Extracted information —
════════════════
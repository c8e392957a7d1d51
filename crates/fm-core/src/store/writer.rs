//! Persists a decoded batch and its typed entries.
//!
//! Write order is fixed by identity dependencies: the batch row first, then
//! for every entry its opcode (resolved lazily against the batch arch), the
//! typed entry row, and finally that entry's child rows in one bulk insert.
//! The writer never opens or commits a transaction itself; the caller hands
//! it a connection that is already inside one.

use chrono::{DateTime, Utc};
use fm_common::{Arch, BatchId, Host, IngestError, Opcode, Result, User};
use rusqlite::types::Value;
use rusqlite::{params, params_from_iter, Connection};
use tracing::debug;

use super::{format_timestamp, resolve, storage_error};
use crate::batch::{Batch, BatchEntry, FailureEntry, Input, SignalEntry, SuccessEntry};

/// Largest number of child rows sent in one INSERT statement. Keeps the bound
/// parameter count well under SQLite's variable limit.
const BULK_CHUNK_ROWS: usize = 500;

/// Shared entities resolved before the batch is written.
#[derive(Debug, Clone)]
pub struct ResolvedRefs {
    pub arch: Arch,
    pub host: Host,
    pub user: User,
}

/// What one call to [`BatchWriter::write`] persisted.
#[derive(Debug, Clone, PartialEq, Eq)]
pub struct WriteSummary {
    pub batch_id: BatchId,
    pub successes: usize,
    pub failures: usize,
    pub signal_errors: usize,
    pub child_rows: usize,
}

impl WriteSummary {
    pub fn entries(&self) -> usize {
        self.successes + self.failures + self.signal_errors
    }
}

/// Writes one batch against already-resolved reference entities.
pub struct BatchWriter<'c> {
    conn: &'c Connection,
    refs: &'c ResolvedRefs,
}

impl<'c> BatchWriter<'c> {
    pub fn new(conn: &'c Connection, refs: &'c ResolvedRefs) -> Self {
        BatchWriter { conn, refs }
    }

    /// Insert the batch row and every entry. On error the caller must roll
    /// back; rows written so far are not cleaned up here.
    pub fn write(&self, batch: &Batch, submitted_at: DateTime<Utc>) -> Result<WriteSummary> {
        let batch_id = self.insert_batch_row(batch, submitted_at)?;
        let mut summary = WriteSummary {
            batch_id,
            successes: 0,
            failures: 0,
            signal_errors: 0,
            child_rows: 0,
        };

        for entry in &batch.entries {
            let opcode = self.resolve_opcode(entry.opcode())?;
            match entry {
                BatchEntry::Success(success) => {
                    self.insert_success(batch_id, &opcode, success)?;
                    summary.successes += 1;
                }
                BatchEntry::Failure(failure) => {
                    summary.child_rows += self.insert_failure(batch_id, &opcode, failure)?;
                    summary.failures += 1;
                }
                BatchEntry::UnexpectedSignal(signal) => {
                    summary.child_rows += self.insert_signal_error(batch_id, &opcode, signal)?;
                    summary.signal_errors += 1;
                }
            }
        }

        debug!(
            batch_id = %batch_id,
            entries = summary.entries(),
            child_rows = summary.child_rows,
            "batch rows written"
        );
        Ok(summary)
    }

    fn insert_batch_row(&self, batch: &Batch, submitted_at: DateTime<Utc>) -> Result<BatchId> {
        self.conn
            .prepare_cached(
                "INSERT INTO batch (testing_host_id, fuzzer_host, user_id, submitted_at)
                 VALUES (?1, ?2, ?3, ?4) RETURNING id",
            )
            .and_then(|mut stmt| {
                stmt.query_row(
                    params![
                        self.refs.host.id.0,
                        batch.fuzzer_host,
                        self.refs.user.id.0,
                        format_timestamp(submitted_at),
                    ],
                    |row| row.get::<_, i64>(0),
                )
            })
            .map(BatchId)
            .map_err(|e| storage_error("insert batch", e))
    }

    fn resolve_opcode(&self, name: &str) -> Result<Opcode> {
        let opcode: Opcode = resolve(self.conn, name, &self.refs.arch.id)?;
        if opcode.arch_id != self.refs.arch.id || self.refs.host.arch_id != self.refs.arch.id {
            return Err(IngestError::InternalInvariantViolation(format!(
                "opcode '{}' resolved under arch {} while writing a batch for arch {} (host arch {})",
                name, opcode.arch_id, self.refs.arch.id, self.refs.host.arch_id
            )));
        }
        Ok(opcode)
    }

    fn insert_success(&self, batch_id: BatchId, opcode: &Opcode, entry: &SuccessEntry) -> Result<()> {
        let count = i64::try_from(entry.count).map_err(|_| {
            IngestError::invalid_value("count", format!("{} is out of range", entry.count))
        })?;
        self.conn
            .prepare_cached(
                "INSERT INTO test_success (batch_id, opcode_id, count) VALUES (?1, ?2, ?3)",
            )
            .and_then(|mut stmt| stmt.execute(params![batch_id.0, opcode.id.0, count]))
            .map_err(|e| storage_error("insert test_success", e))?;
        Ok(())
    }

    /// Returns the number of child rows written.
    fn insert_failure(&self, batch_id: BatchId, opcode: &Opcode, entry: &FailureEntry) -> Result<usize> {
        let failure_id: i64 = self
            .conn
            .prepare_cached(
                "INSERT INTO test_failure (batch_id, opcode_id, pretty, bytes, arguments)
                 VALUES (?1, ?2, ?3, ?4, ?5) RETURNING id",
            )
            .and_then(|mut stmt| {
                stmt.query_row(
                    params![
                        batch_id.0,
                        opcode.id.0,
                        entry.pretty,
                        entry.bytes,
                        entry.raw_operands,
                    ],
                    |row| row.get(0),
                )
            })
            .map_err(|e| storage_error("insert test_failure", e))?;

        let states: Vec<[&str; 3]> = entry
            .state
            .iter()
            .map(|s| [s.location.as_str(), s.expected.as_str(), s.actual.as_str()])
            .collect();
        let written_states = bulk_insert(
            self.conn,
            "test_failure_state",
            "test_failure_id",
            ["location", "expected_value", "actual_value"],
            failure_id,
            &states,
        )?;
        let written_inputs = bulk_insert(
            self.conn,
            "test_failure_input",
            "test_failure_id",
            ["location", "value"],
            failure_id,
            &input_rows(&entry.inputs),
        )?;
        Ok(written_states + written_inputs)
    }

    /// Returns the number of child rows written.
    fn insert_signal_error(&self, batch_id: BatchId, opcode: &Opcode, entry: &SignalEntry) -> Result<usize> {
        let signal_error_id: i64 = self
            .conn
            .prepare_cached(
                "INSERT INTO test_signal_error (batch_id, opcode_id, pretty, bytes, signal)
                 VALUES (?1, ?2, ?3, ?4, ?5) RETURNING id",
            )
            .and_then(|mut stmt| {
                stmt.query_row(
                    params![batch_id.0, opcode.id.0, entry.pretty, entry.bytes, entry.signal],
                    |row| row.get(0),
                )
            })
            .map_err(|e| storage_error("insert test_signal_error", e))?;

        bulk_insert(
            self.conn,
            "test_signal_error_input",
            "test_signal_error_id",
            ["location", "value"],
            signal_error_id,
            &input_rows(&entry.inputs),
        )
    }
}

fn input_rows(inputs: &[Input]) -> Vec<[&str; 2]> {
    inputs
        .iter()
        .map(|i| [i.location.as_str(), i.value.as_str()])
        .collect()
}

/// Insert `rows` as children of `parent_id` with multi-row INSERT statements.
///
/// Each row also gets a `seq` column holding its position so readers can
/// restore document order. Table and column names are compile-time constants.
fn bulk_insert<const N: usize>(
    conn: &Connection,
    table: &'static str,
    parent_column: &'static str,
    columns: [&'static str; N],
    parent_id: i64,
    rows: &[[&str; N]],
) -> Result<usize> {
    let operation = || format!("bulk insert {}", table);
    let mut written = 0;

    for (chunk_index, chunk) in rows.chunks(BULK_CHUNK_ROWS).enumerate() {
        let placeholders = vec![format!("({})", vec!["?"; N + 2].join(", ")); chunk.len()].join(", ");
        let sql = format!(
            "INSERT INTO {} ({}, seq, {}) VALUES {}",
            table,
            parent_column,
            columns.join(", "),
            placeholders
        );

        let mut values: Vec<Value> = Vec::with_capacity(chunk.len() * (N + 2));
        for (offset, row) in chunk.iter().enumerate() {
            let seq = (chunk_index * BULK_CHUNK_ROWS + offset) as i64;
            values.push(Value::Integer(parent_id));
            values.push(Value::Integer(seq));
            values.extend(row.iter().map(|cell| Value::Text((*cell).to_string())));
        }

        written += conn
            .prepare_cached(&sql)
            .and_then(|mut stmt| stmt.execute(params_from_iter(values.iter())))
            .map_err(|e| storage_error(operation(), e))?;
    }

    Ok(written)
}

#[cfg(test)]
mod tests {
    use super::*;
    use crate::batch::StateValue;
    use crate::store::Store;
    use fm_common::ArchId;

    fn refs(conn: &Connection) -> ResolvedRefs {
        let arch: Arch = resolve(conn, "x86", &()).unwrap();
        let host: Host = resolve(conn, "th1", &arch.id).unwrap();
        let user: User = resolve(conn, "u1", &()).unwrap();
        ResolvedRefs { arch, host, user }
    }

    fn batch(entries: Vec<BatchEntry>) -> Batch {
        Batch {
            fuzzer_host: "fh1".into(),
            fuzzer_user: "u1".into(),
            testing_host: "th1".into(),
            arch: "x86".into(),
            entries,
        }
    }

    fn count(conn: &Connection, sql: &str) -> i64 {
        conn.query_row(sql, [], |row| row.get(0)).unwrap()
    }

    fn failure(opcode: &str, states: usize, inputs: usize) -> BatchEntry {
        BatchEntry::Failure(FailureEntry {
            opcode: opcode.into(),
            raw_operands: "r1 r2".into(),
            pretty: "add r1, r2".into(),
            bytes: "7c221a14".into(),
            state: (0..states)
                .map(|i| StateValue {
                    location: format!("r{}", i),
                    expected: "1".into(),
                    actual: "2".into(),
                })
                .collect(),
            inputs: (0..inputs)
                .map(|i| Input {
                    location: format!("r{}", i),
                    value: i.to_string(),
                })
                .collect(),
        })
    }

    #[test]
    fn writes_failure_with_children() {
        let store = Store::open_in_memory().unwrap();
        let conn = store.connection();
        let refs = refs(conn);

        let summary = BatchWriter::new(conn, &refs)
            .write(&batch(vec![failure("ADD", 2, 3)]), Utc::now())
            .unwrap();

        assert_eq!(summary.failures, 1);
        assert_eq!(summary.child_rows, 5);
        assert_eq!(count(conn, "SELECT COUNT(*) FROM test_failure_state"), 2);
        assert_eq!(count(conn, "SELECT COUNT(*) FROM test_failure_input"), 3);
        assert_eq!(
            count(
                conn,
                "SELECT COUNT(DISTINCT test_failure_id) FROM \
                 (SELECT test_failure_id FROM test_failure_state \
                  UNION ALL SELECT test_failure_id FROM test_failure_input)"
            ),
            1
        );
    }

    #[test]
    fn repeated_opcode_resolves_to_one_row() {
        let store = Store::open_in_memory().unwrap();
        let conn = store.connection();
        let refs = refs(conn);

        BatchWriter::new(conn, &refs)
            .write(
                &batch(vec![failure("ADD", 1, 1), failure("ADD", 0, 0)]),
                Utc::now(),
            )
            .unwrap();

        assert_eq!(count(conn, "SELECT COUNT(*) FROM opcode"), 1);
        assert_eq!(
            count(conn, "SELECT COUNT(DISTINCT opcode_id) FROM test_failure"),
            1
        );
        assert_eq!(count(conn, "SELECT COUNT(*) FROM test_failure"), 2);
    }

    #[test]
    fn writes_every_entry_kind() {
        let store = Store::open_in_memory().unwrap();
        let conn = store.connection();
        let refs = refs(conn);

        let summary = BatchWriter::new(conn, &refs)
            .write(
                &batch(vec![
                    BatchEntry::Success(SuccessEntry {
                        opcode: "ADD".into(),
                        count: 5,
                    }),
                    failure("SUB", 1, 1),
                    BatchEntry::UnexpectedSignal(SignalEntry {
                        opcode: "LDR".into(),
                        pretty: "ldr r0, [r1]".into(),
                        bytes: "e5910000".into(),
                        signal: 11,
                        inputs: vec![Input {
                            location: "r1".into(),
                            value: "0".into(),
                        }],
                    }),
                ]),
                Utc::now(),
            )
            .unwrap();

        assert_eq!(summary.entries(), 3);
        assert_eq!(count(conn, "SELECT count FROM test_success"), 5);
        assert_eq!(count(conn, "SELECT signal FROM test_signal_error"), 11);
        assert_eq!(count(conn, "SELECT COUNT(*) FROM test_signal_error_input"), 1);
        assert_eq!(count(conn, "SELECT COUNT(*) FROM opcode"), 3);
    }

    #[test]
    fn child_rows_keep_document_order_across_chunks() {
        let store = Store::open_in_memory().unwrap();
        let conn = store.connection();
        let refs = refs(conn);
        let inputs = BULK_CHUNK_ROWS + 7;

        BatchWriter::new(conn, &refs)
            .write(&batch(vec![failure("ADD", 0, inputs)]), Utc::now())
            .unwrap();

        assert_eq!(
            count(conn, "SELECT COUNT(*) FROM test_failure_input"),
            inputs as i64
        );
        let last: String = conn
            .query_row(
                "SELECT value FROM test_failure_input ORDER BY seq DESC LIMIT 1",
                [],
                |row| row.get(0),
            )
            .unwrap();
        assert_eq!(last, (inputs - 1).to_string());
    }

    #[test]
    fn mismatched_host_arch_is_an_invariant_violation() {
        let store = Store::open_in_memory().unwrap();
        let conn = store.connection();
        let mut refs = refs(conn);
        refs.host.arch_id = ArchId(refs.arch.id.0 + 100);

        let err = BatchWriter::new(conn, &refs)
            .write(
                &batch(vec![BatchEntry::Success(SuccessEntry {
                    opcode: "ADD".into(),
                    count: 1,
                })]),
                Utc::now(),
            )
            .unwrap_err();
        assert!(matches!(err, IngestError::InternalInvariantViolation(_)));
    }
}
════════════════
Instructions for the task —
Look through the entries and copy every line in which the string "execute" appears.

Your solution —
            .and_then(|mut stmt| stmt.execute(params![batch_id.0, opcode.id.0, count]))
            .and_then(|mut stmt| stmt.execute(params_from_iter(values.iter())))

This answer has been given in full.